DATA TO EXAMINE =

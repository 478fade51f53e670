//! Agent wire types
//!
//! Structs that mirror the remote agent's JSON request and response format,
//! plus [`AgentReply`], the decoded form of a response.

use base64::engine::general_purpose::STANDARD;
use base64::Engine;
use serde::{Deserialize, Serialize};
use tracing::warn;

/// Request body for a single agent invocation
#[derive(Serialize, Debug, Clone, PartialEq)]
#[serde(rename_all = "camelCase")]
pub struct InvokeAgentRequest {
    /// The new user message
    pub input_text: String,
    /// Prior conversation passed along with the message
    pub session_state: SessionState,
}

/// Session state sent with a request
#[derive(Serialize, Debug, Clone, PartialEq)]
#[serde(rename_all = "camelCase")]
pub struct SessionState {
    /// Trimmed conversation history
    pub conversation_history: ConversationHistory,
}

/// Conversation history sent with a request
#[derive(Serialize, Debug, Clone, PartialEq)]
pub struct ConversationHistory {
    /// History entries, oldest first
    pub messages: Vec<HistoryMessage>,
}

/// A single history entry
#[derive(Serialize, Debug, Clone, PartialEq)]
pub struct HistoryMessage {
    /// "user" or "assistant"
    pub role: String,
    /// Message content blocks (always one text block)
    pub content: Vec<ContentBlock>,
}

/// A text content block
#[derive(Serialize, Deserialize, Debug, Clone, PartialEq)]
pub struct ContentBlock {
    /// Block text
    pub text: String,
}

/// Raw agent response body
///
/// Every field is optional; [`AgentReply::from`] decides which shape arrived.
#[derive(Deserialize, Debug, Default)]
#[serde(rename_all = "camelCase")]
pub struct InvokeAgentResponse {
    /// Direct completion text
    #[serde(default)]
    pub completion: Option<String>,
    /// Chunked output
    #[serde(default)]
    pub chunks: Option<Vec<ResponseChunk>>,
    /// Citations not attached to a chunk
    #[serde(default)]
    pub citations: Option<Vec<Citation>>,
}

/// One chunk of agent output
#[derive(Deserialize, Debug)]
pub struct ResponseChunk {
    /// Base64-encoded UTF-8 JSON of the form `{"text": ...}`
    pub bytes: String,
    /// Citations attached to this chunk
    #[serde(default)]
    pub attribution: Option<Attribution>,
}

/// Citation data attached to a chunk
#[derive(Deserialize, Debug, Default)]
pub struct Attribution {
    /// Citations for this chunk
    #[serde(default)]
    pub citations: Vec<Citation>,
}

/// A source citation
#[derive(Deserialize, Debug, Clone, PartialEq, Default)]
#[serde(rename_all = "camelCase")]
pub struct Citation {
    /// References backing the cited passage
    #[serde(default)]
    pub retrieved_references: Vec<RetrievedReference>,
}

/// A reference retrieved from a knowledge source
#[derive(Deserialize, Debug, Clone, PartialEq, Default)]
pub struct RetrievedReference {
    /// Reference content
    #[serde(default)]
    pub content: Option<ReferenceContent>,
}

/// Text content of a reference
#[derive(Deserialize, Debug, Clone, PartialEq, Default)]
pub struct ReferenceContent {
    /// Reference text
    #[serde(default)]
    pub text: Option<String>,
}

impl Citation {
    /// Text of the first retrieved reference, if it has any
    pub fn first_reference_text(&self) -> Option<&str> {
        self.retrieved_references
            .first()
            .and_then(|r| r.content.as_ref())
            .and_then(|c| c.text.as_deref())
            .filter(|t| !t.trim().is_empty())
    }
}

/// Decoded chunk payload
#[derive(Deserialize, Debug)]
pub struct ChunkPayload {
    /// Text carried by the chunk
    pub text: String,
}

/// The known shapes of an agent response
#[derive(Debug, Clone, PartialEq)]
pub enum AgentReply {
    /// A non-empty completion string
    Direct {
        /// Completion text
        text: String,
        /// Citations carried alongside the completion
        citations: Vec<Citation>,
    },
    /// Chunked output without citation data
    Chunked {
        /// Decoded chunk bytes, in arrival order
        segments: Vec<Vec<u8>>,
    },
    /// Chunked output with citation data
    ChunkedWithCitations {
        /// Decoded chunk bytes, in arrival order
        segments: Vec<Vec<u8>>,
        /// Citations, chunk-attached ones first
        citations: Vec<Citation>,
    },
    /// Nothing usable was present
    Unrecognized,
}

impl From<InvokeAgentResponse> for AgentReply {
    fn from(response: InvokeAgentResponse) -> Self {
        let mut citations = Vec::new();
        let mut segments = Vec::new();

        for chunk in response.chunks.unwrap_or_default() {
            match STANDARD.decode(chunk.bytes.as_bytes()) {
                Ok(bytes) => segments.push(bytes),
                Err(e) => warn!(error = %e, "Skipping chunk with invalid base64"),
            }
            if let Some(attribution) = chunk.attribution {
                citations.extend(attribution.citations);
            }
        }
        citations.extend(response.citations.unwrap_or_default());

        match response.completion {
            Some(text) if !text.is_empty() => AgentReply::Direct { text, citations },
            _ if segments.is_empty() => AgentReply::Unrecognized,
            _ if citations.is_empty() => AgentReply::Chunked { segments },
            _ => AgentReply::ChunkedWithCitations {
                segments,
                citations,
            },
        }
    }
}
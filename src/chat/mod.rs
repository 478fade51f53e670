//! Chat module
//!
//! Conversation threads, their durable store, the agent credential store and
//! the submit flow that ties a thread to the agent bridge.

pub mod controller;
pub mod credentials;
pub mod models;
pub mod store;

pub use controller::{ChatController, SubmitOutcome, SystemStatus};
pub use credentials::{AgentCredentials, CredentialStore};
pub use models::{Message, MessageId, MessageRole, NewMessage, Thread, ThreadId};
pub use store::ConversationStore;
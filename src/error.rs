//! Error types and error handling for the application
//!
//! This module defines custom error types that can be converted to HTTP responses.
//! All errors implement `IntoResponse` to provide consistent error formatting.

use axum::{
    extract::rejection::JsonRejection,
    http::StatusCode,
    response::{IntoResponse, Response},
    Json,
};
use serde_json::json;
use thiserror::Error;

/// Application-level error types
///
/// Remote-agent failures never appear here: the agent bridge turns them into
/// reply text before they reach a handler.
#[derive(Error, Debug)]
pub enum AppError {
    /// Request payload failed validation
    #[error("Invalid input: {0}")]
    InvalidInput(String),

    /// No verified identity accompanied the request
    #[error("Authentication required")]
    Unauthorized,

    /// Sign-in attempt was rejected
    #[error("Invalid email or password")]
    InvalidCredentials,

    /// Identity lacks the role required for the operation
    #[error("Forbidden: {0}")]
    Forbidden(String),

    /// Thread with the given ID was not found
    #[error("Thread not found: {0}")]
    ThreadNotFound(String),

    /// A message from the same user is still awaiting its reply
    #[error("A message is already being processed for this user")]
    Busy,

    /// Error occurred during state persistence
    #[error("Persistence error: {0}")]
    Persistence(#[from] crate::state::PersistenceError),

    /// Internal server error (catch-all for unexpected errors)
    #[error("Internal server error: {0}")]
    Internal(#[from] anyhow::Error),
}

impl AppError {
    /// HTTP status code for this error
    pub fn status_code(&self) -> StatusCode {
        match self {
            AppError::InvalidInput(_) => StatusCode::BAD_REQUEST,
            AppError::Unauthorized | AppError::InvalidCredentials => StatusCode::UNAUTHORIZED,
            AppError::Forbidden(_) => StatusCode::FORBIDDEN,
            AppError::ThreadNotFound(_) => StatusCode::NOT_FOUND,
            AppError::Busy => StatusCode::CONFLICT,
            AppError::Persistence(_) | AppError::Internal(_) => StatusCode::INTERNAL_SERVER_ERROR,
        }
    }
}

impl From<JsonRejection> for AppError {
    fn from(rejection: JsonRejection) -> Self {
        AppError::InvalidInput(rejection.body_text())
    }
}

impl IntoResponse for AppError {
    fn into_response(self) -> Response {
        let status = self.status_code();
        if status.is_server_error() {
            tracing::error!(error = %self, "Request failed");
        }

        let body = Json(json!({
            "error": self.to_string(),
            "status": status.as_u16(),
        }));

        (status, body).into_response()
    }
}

...

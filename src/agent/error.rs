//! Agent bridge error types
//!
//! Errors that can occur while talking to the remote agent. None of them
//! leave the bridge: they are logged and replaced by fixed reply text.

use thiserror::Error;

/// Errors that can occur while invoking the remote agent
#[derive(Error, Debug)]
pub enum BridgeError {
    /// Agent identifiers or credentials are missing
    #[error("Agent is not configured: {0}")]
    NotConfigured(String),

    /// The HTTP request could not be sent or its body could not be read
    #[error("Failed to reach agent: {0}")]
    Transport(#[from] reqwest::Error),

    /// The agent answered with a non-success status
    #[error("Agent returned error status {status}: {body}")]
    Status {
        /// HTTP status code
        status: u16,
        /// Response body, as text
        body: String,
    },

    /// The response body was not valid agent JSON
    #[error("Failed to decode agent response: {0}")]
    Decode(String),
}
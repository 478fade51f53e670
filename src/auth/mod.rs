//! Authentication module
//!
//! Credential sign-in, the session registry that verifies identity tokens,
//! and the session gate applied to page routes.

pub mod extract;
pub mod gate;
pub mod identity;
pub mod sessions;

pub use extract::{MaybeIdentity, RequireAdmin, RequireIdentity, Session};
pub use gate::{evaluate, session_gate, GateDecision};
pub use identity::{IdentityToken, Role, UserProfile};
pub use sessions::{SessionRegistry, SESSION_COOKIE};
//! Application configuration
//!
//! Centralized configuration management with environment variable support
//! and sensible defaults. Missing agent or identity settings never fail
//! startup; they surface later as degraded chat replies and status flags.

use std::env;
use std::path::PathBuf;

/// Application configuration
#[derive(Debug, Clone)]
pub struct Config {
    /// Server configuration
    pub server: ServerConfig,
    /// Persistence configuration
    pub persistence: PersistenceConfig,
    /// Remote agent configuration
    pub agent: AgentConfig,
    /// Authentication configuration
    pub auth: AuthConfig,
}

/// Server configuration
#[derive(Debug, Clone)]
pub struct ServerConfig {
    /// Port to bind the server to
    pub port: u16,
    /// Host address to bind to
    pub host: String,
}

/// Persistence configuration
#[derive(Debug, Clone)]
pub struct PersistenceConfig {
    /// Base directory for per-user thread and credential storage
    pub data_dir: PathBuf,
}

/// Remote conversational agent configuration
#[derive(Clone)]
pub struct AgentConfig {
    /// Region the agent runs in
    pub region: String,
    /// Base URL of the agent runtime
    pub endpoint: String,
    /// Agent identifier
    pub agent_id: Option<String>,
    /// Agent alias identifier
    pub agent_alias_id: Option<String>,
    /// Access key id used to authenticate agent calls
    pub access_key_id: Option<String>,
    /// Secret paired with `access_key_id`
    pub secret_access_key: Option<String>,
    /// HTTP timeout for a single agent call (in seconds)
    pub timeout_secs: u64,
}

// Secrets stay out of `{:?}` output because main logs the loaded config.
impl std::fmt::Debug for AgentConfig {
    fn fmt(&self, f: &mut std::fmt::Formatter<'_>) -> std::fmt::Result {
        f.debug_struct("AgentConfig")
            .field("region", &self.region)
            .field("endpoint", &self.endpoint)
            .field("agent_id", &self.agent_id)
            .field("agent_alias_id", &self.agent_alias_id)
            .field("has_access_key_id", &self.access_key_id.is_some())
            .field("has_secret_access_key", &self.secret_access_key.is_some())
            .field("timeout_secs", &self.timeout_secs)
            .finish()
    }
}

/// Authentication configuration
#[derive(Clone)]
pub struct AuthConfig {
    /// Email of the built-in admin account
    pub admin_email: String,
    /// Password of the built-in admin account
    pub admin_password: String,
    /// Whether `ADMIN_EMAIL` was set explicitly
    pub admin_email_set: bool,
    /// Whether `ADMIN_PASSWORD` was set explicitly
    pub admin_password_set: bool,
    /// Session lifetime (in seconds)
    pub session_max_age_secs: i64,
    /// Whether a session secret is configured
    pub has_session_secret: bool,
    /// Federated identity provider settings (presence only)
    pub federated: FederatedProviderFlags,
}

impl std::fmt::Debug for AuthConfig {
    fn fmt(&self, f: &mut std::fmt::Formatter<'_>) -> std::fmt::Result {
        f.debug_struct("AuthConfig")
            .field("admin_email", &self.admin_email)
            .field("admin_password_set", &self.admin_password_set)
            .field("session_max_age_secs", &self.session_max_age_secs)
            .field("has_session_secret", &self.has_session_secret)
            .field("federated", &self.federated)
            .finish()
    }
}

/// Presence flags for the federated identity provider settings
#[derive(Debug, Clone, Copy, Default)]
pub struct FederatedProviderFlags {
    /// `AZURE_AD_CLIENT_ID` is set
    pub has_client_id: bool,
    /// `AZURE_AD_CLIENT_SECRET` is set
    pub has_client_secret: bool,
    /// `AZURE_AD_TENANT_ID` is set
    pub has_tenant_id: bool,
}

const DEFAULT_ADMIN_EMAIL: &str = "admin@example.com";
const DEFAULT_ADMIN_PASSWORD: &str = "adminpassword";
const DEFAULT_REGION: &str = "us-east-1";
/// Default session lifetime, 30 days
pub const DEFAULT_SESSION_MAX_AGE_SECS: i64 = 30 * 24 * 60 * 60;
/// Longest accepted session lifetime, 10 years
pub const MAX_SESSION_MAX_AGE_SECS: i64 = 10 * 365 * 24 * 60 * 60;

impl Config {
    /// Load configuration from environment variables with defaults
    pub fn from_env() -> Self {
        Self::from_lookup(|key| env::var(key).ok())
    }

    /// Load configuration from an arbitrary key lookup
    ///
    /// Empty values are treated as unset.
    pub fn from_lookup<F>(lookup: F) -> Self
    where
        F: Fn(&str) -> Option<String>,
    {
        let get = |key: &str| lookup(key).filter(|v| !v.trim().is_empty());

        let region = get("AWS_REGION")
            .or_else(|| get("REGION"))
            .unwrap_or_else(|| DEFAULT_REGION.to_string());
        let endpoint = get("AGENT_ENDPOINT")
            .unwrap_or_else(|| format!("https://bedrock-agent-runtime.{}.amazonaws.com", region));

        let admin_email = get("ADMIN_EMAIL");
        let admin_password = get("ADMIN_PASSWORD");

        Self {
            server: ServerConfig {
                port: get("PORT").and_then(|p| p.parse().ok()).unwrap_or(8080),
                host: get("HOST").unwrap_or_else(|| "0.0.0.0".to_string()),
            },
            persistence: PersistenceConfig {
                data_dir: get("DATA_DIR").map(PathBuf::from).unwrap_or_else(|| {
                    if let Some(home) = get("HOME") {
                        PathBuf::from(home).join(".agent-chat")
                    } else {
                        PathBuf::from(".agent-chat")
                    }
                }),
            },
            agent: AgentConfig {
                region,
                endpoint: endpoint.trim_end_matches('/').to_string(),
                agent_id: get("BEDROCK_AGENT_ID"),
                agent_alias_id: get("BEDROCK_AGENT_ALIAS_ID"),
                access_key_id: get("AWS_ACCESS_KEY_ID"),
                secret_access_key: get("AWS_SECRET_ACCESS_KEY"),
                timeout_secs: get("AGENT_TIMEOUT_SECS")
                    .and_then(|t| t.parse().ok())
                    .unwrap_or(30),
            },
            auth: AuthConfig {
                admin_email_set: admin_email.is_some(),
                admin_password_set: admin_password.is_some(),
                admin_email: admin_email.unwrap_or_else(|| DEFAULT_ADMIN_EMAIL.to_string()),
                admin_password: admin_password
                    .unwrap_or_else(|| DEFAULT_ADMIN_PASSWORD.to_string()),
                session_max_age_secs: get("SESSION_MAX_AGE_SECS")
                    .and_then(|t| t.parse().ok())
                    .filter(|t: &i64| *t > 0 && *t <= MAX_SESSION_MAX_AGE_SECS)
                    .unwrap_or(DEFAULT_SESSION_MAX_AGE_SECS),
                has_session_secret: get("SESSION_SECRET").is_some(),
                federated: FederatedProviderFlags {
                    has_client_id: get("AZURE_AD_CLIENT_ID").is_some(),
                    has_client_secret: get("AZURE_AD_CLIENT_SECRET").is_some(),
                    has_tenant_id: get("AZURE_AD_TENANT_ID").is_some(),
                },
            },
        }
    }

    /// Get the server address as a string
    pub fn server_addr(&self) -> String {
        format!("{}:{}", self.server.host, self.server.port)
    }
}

AIM OF THE EXERCISE =
Would you filter the records and copy each line that contains the word "reach"?

ANSWER SECTION =
/// reply text before they reach a handler.
    #[error("Failed to reach agent: {0}")]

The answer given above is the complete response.